Okay, I am such a lab rat. I am so enamored with with lab golf, and I know not everybody's bought into it yet, because probably because of price. But one of the things that they talk about and that they're trying to they have scientifically cured is torque, right, is take the torque out. And you I hear you saying a lot of things about twisting and avoiding the

tist and that's what we're talking about. We're talking about that's why wouldn't you have a putter that just now that they're available, what put that prevents that?

Speaker 1

Yeah? So the lab putters will make will absolutely create a more stable face angle during the stroke, but it still doesn't eliminate uh, instability.

Speaker 2

Okay.

Speaker 1

That you have to do as a skilled athlete. You have to learn how to maintain a neutral putter face angle to your path throughout the stroke.

Speaker 2

Yeah yeah, okay, And that's this.

Speaker 1

Gets to something else I mentioned Tiger. There's there's a there's a I think mistaken view that Tiger is sort of promulgated called releasing the putter, which is the idea when you talk about releasing the club face in a long game shot, in a few short game shots, it means that just before impact and just after the toe is moving faster than the heel, So there's independent face angle rotation independent of the path. That's not really a thing in putting in my based on my research, right,

it doesn't. It doesn't actually release. Now, you can do it, and Tiger does do it. He does rotate the toe a little faster than the heel. He uses his wrists. He's using very old school putting methods that he learned as a child. Right, And you can certainly do it that way. And so I'm saying, if you can do it that way, but why would you. Most amateurs basically suck at keeping the face angle stable. I mean people that I will play golf with who are average, average players.

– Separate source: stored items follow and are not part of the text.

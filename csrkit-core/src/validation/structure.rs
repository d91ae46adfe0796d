//! Compressed-row structure validation
//!
//! Checks that raw offset/column/value arrays describe a well-formed
//! compressed-row matrix, and derives structure flags from them.

use crate::format::constants::{LOWER_TRIANGULAR, SORTED_INDICES, UPPER_TRIANGULAR};
use crate::CsrError;

/// Validate the compressed-row invariants of raw parts
///
/// - `row_offsets` describes at least one row and starts at zero
/// - `row_offsets` never decreases
/// - `col_len == val_len == row_offsets[last]`
pub fn validate_csr_structure(
    row_offsets: &[usize],
    col_len: usize,
    val_len: usize,
) -> Result<(), CsrError> {
    if row_offsets.len() < 2 {
        return Err(CsrError::InvalidRowOffsets);
    }
    let (first, last) = (row_offsets[0], row_offsets[row_offsets.len() - 1]);

    if first != 0 {
        return Err(CsrError::InvalidRowOffsets);
    }

    if row_offsets.windows(2).any(|w| w[0] > w[1]) {
        return Err(CsrError::InvalidRowOffsets);
    }

    if col_len != val_len || last != col_len {
        return Err(CsrError::LengthMismatch);
    }

    Ok(())
}

/// Column count implied by a set of stored column indices
///
/// One past the largest index, or zero when nothing is stored.
pub fn column_count(col_indices: &[u32]) -> usize {
    col_indices
        .iter()
        .max()
        .map_or(0, |&max| max as usize + 1)
}

/// Derive structure flags from validated compressed-row parts
///
/// `SORTED_INDICES` is set when every row's columns strictly increase,
/// `UPPER_TRIANGULAR`/`LOWER_TRIANGULAR` when no entry lies below/above
/// the diagonal. An empty matrix carries all three.
pub fn structure_flags(row_offsets: &[usize], col_indices: &[u32]) -> u8 {
    let mut sorted = true;
    let mut upper = true;
    let mut lower = true;

    for (row, bounds) in row_offsets.windows(2).enumerate() {
        let cols = &col_indices[bounds[0]..bounds[1]];
        if cols.windows(2).any(|w| w[0] >= w[1]) {
            sorted = false;
        }
        for &col in cols {
            let col = col as usize;
            if col < row {
                upper = false;
            }
            if col > row {
                lower = false;
            }
        }
    }

    let mut flags = 0;
    if sorted {
        flags |= SORTED_INDICES;
    }
    if upper {
        flags |= UPPER_TRIANGULAR;
    }
    if lower {
        flags |= LOWER_TRIANGULAR;
    }
    flags
}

They miss a lot of makeable putts within eight seven or eight feet because their face angle was rotating either too much to pass the heel, which means they miss it left if they're right handed, or they go the other way and they roll the face open and they miss to the right. So what I teach, which goes along with the lab thing, is I want, even on long putts, I want the face angle to be stable throughout that I don't want. I don't want any club

face rotation at all. I think I think that's just a myth that you need to have that you know.

Speaker 2

Yeah, oh there you done. Usually no I was waiting for you going please okay, no, no, no, please keep going.

Speaker 1

Yeah. So the idea is when you have connection pressure, which again is the upper arm pressing against your pecks in the in the behind you direction, and when you have sideways pressure, and when you have ring the flannel pressure, and when you have firmer grip pressure, the combination of those four things to the highest extent that I advocate, which again is nowhere near maximum, it's still pretty subtle, that does something I call it takes the slack out

of the system. And the reason why I was a poor putter until twelve years ago is I had way too much slack in the system. And I can guarantee anybody who's listening this ninety nine point ninety nine nine percent of people listening to this podcast have way too much slack in the system. The system is the so called triangle of your shoulder girdle and your two arms.

And when you have slack in the system, and it could be anywhere from your fingertips all the way up into your armpits, the very fact that there's give or slack or not, you know, not being taught enough. No tautness allows the face angle to rotate open or shut and allows your path to be inconsistent. And you want a neutral path, and you want a stable club face that stays neutral to the path, and you can't have that when you have a lot of slack in the system.

So removing the slack is why we do those four things, especially on a very short put and having a little bit of slack on a really long putt is good because a little bit of slack in the system on a longer put gives you better distance control.

Speaker 2

Does that make sense, yes, because distance control is critical. So what kind of drills? What kind of drills can we do so that we can ingrain this and make this you know, unconscious competence.

Speaker 1

Well, there's a there's a there's various training aids in the market. There often called the putting tripod. It's one of them, and it's two fiberglass poles that are about maybe I guess they're about four feet long that connect with a clamp on the shaft of your putter below the grip, and the poles themselves go underneath your armpits.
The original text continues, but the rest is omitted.